### Work required
From the listing below, copy each line that contains the word "over".

### Input records

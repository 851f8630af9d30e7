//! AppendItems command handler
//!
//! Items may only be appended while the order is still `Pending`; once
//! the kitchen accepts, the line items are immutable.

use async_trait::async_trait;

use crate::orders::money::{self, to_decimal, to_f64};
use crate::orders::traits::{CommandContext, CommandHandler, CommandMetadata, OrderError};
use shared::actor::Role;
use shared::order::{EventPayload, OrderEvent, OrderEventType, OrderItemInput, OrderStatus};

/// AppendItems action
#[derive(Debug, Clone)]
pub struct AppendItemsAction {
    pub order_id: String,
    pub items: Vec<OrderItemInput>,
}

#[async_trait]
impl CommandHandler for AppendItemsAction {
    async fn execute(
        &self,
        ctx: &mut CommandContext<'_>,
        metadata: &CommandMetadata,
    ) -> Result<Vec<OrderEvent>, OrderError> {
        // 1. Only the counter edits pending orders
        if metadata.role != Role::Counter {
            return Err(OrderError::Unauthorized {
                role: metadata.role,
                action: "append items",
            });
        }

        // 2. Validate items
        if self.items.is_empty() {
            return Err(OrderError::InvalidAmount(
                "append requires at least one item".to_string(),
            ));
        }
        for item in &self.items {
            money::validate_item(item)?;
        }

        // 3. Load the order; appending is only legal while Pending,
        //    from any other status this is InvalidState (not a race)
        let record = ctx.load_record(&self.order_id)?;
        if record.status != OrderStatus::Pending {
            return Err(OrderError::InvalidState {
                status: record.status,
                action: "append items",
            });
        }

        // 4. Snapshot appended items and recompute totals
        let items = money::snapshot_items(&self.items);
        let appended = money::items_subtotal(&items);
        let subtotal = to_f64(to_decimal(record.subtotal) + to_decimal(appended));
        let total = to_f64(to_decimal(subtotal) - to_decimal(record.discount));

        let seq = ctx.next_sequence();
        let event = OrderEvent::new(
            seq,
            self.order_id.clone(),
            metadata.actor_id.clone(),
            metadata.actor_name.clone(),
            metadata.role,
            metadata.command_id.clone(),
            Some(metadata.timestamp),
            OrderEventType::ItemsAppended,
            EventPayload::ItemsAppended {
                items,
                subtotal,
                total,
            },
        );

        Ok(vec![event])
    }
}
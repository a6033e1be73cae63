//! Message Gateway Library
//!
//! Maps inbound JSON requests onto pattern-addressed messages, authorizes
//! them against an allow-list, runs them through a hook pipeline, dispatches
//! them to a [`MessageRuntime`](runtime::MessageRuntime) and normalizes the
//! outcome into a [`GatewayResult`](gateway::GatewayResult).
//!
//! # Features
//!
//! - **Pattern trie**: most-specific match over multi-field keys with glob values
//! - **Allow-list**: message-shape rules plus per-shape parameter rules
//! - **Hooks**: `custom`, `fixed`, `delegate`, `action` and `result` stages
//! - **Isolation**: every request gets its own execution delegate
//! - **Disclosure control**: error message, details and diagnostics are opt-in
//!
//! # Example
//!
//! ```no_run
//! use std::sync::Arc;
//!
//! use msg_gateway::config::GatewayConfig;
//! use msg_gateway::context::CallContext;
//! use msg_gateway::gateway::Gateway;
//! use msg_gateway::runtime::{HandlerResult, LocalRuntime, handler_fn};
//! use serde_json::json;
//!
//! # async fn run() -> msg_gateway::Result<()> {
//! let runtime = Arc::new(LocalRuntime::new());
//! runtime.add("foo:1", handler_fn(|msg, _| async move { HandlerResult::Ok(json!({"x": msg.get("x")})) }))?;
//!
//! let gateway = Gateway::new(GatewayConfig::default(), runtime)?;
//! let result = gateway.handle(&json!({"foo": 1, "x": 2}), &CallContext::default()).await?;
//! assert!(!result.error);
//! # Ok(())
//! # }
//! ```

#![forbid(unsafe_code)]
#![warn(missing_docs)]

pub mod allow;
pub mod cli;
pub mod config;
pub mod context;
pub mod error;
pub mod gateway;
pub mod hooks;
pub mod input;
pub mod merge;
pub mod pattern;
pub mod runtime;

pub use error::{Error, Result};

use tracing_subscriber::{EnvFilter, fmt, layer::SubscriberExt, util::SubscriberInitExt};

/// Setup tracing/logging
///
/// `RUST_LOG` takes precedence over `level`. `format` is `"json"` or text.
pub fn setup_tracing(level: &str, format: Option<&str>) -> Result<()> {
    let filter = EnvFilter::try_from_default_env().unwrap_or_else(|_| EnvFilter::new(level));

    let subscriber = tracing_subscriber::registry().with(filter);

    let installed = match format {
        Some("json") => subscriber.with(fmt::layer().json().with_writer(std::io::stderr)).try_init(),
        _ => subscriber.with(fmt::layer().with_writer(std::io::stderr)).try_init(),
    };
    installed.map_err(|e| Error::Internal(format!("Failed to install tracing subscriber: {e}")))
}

### Output for this exercise
//! - **Pattern trie**: most-specific match over multi-field keys with glob values
/// `RUST_LOG` takes precedence over `level`. `format` is `"json"` or text.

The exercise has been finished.